New York turns 400-years-old in silence and with a Latin accent

The biggest city in the United States is, effectively, a pan-Latin city, with deep roots in the Hispanic world. A good part of New York’s identity is based on the strength of a language whose presence is constantly being renewed

New York Cityscape
A view of the Lower East Side of Manhattan in New York City.Alexander Spatari (Getty Images)

It has been 400 years since the founding of what is now New York City, which took place in the spring of 1624. While it would be logical for the anniversary to be a cause for celebration, the truth is that the occasion is almost going unnoticed. One exception, however, is an exhibition titled New York Before New York: The Castello Plan of New Amsterdam. It’s a tiny display that occupies a corner of the lobby in the New York Historical Society, an elegant neo-Roman style building located in front of the west side of Central Park.
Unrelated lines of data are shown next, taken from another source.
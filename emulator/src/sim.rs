//! Simulated controller, reflector peer and distance estimator.
//!
//! The simulation answers commands synchronously: enabling procedures
//! immediately replays the planned subevents and peer announcements into the
//! session, and a ranging data request immediately streams the peer's
//! segments. The session's signals hold those notifications until the loop
//! waits on them.

use ranging_core::buffer::LOCAL_PROCEDURE_MEM;
use ranging_core::config::{CreateConfigParams, DefaultSettings, ProcedureParameters};
use ranging_core::controller::{
    ControllerError, CsController, ProcedureEnableInfo, RemoteCapabilities,
};
use ranging_core::estimator::{DistanceEstimate, DistanceEstimator, EstimateError};
use ranging_core::orchestrator::SetupStep;
use ranging_core::procedure::{
    ProcedureCounter, ProcedureStatus, Role, SubeventResult, SubeventStatus,
};
use ranging_core::retriever::{RangingDataTransport, TransferError};
use ranging_firmware::RangingSession;

use crate::script::{FetchBehavior, LocalBehavior, ProcedurePlan};

/// Bytes of one simulated local step record (header plus mode 2 data).
pub const LOCAL_STEP_LEN: usize = 12;
/// Bytes of one simulated peer step record (mode byte plus mode 2 data).
pub const PEER_STEP_LEN: usize = 10;
/// Status code the simulation uses when it rejects a command.
pub const REJECTED_STATUS: i16 = 0x0C;

const MAX_ANTENNA_PATHS: u8 = 4;

/// Encodes `distance_cm` in the first two bytes of a step payload.
fn step_payload(distance_cm: u16, len: usize) -> Vec<u8> {
    let mut payload = vec![0x5A; len];
    for (slot, byte) in payload.iter_mut().zip(distance_cm.to_le_bytes()) {
        *slot = byte;
    }
    payload
}

fn decode_distance(steps: &[u8]) -> Option<f32> {
    let [low, high, ..] = steps else {
        return None;
    };
    Some(f32::from(u16::from_le_bytes([*low, *high])) / 100.0)
}

/// Local controller stand-in.
pub struct SimController<'a> {
    session: &'a RangingSession,
    capabilities: RemoteCapabilities,
    setup_failure: Option<SetupStep>,
    plan: Option<ProcedurePlan>,
    enable_error: Option<ControllerError>,
}

impl<'a> SimController<'a> {
    #[must_use]
    pub fn new(
        session: &'a RangingSession,
        capabilities: RemoteCapabilities,
        setup_failure: Option<SetupStep>,
    ) -> Self {
        Self {
            session,
            capabilities,
            setup_failure,
            plan: None,
            enable_error: None,
        }
    }

    /// Procedure replayed by the next enable command.
    pub fn arm(&mut self, plan: ProcedurePlan) {
        self.plan = Some(plan);
        self.enable_error = None;
    }

    /// Makes the next enable command fail with `error`.
    pub fn fail_next_enable(&mut self, error: ControllerError) {
        self.plan = None;
        self.enable_error = Some(error);
    }

    fn step(&self, step: SetupStep) -> Result<(), ControllerError> {
        if self.setup_failure == Some(step) {
            Err(ControllerError::Rejected(REJECTED_STATUS))
        } else {
            Ok(())
        }
    }

    fn replay(&self, plan: &ProcedurePlan) {
        let counter = ProcedureCounter::new(plan.counter);
        let subevent_len = match plan.local {
            LocalBehavior::Overflow => LOCAL_PROCEDURE_MEM / 2 + 1,
            _ => plan.steps * LOCAL_STEP_LEN,
        };
        let payload = step_payload(plan.distance_cm, subevent_len);
        let subevents = match plan.local {
            LocalBehavior::Overflow => plan.subevents.max(3),
            _ => plan.subevents.max(1),
        };

        for index in 0..subevents {
            let last = index + 1 == subevents;
            let result = match plan.local {
                LocalBehavior::SubeventAborted if index == 0 => SubeventResult::aborted(counter),
                LocalBehavior::Aborted if last => SubeventResult {
                    counter,
                    subevent_status: SubeventStatus::Normal,
                    procedure_status: ProcedureStatus::Aborted,
                    antenna_paths: plan.antenna_paths,
                    step_data: None,
                },
                LocalBehavior::Incomplete => {
                    SubeventResult::continuing(counter, plan.antenna_paths, &payload)
                }
                _ if last => SubeventResult::complete(counter, plan.antenna_paths, &payload),
                _ => SubeventResult::continuing(counter, plan.antenna_paths, &payload),
            };
            let _ = self.session.on_subevent_result(&result);
        }

        if let Some(overwritten) = plan.overwritten {
            self.session
                .on_ranging_data_overwritten(ProcedureCounter::new(overwritten));
        }
        if let Some(peer) = plan.peer_counter {
            self.session
                .on_ranging_data_ready(ProcedureCounter::new(peer));
        }
    }
}

impl CsController for SimController<'_> {
    async fn set_default_settings(
        &mut self,
        _settings: &DefaultSettings,
    ) -> Result<(), ControllerError> {
        self.step(SetupStep::DefaultSettings)
    }

    async fn read_remote_capabilities(&mut self) -> Result<RemoteCapabilities, ControllerError> {
        self.step(SetupStep::RemoteCapabilities)?;
        Ok(self.capabilities)
    }

    async fn create_config(&mut self, _params: &CreateConfigParams) -> Result<(), ControllerError> {
        self.step(SetupStep::CreateConfig)
    }

    async fn enable_security(&mut self) -> Result<(), ControllerError> {
        self.step(SetupStep::EnableSecurity)
    }

    async fn set_procedure_parameters(
        &mut self,
        _params: &ProcedureParameters,
    ) -> Result<(), ControllerError> {
        self.step(SetupStep::ProcedureParameters)
    }

    async fn enable_procedures(&mut self, config_id: u8) -> Result<(), ControllerError> {
        if let Some(err) = self.enable_error.take() {
            return Err(err);
        }

        let procedure = &self.session.config().procedure;
        self.session.on_procedure_enabled(&ProcedureEnableInfo {
            config_id,
            enabled: true,
            selected_tx_power: self.session.config().default_settings.max_tx_power,
            subevent_len: procedure.max_subevent_len,
            procedure_count: procedure.max_procedure_count,
        });

        if let Some(plan) = self.plan.take() {
            self.replay(&plan);
        }
        Ok(())
    }
}

/// Reflector stand-in serving its ranging data over the transport.
pub struct SimPeer<'a> {
    session: &'a RangingSession,
    setup_failure: Option<SetupStep>,
    plan: Option<ProcedurePlan>,
    requests: usize,
}

impl<'a> SimPeer<'a> {
    #[must_use]
    pub fn new(session: &'a RangingSession, setup_failure: Option<SetupStep>) -> Self {
        Self {
            session,
            setup_failure,
            plan: None,
            requests: 0,
        }
    }

    /// Data served for the next request.
    pub fn arm(&mut self, plan: Option<ProcedurePlan>) {
        self.plan = plan;
    }

    /// Number of ranging data requests received so far.
    #[must_use]
    pub fn requests(&self) -> usize {
        self.requests
    }

    fn subscribe(&self, step: SetupStep) -> Result<(), TransferError> {
        if self.setup_failure == Some(step) {
            Err(TransferError::Rejected(REJECTED_STATUS))
        } else {
            Ok(())
        }
    }

    fn serve(&self, counter: ProcedureCounter, plan: &ProcedurePlan) {
        let len = plan.subevents.max(1) * plan.steps * PEER_STEP_LEN;
        let data = step_payload(plan.distance_cm, len.max(2));
        let chunk = data.len().div_ceil(plan.segments.max(1));
        for segment in data.chunks(chunk) {
            let _ = self.session.on_ranging_data_segment(segment);
        }
        self.session.on_ranging_data_complete(counter, Ok(()));
    }
}

impl RangingDataTransport for SimPeer<'_> {
    fn subscribe_ready(&mut self) -> Result<(), TransferError> {
        self.subscribe(SetupStep::SubscribeReady)
    }

    fn subscribe_overwritten(&mut self) -> Result<(), TransferError> {
        self.subscribe(SetupStep::SubscribeOverwritten)
    }

    fn subscribe_on_demand(&mut self) -> Result<(), TransferError> {
        self.subscribe(SetupStep::SubscribeOnDemand)
    }

    fn subscribe_control_point(&mut self) -> Result<(), TransferError> {
        self.subscribe(SetupStep::SubscribeControlPoint)
    }

    fn request_ranging_data(&mut self, counter: ProcedureCounter) -> Result<(), TransferError> {
        self.requests += 1;
        let Some(plan) = self.plan.take() else {
            return Err(TransferError::Busy);
        };

        match plan.fetch {
            FetchBehavior::Deliver => self.serve(counter, &plan),
            FetchBehavior::Timeout => {}
            FetchBehavior::Fail => self
                .session
                .on_ranging_data_complete(counter, Err(TransferError::Rejected(REJECTED_STATUS))),
            FetchBehavior::Refuse => return Err(TransferError::Rejected(REJECTED_STATUS)),
        }
        Ok(())
    }
}

/// Recovers the distance the simulation encoded into the step payloads.
///
/// The IFFT figure comes from the peer's data and the phase-slope figure
/// from the local data; no RTT figure is produced.
#[derive(Debug, Default)]
pub struct SimEstimator {
    calls: usize,
}

impl SimEstimator {
    #[must_use]
    pub fn calls(&self) -> usize {
        self.calls
    }
}

impl DistanceEstimator for SimEstimator {
    fn estimate(
        &mut self,
        local_steps: &[u8],
        peer_steps: &[u8],
        antenna_paths: u8,
        _role: Role,
    ) -> Result<DistanceEstimate, EstimateError> {
        self.calls += 1;
        if local_steps.is_empty() || peer_steps.is_empty() {
            return Err(EstimateError::NoSteps);
        }
        if antenna_paths == 0 || antenna_paths > MAX_ANTENNA_PATHS {
            return Err(EstimateError::UnsupportedAntennaPaths(antenna_paths));
        }

        let ifft = decode_distance(peer_steps).ok_or(EstimateError::Malformed)?;
        let phase_slope = decode_distance(local_steps).ok_or(EstimateError::Malformed)?;
        Ok(DistanceEstimate {
            ifft: Some(ifft),
            phase_slope: Some(phase_slope),
            rtt: None,
        })
    }
}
The exhibition includes maps, objects and documents of considerable interest. Among the items is a letter in which an administrator from the Dutch West India Company, Pieter Schagen, informs his superiors about how the founding of the city took place. In 1624, the original inhabitants of the area — those belonging to the Lenape tribe — “agreed” to sell Manhattan Island for 60 florins (or 60 two-shilling pieces) to European settlers, the equivalent of $24. Located at the southern tip of the island, the colonized territory was called New Holland, while the inhabited core was called New Amsterdam. In 1664, when the English took possession of Manhattan, the enclave was renamed “New York.”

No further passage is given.